● **AIM OF THE EXERCISE**
Search the records for the string "reason" and return each line that has it.

● **TASK MATERIAL**

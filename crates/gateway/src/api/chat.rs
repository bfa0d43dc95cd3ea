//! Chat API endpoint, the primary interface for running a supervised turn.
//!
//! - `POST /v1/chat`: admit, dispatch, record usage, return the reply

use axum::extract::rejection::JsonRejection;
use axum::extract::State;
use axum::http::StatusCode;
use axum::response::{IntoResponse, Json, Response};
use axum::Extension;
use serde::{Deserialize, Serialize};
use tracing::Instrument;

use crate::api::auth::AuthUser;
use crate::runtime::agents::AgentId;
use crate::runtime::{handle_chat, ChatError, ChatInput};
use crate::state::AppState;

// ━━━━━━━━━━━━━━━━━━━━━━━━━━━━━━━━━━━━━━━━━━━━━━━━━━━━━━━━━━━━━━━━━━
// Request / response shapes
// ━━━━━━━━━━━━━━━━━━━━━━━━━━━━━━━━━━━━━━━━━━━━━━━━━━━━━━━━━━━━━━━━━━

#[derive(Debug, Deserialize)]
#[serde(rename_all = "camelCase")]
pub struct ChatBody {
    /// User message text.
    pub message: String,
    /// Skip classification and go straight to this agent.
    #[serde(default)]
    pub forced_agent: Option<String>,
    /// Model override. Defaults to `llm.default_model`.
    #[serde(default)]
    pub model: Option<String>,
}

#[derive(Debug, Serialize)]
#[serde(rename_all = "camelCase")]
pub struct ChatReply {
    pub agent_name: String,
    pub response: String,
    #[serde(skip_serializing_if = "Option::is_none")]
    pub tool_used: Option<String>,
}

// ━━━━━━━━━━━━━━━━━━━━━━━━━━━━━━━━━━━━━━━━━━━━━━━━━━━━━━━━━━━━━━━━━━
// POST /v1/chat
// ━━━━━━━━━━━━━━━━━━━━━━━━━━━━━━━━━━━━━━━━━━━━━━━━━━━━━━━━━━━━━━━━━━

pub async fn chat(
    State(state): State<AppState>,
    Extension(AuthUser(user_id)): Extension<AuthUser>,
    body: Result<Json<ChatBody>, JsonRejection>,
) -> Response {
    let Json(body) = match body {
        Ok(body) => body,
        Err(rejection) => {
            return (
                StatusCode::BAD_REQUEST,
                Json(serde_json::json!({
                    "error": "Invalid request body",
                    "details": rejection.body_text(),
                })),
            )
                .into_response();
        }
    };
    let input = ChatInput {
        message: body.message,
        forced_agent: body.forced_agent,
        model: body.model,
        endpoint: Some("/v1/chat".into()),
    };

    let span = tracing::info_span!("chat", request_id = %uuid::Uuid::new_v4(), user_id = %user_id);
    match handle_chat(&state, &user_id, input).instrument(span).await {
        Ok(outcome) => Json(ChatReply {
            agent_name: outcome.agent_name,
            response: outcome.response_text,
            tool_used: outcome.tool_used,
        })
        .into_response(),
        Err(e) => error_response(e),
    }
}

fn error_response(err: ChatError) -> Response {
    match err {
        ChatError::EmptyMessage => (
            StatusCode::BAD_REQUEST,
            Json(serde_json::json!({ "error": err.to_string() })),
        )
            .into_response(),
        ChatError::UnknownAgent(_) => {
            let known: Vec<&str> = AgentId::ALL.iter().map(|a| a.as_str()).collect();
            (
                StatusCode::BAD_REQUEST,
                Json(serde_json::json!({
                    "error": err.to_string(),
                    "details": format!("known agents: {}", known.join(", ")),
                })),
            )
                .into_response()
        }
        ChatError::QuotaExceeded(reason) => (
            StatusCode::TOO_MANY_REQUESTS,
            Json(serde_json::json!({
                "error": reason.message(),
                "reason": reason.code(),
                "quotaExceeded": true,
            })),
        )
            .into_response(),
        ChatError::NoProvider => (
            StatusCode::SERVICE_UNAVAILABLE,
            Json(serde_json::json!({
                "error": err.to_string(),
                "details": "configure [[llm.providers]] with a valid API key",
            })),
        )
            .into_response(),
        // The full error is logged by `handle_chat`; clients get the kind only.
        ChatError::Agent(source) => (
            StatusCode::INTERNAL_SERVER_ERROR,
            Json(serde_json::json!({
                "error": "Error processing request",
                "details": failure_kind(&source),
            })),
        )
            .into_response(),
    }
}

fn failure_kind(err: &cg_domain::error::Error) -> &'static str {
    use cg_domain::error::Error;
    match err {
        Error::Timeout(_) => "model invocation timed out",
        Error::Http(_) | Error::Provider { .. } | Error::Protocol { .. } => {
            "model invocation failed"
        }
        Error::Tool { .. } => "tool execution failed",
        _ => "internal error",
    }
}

● **RESPONSE TO THIS TASK**
        ChatError::QuotaExceeded(reason) => (
                "error": reason.message(),
                "reason": reason.code(),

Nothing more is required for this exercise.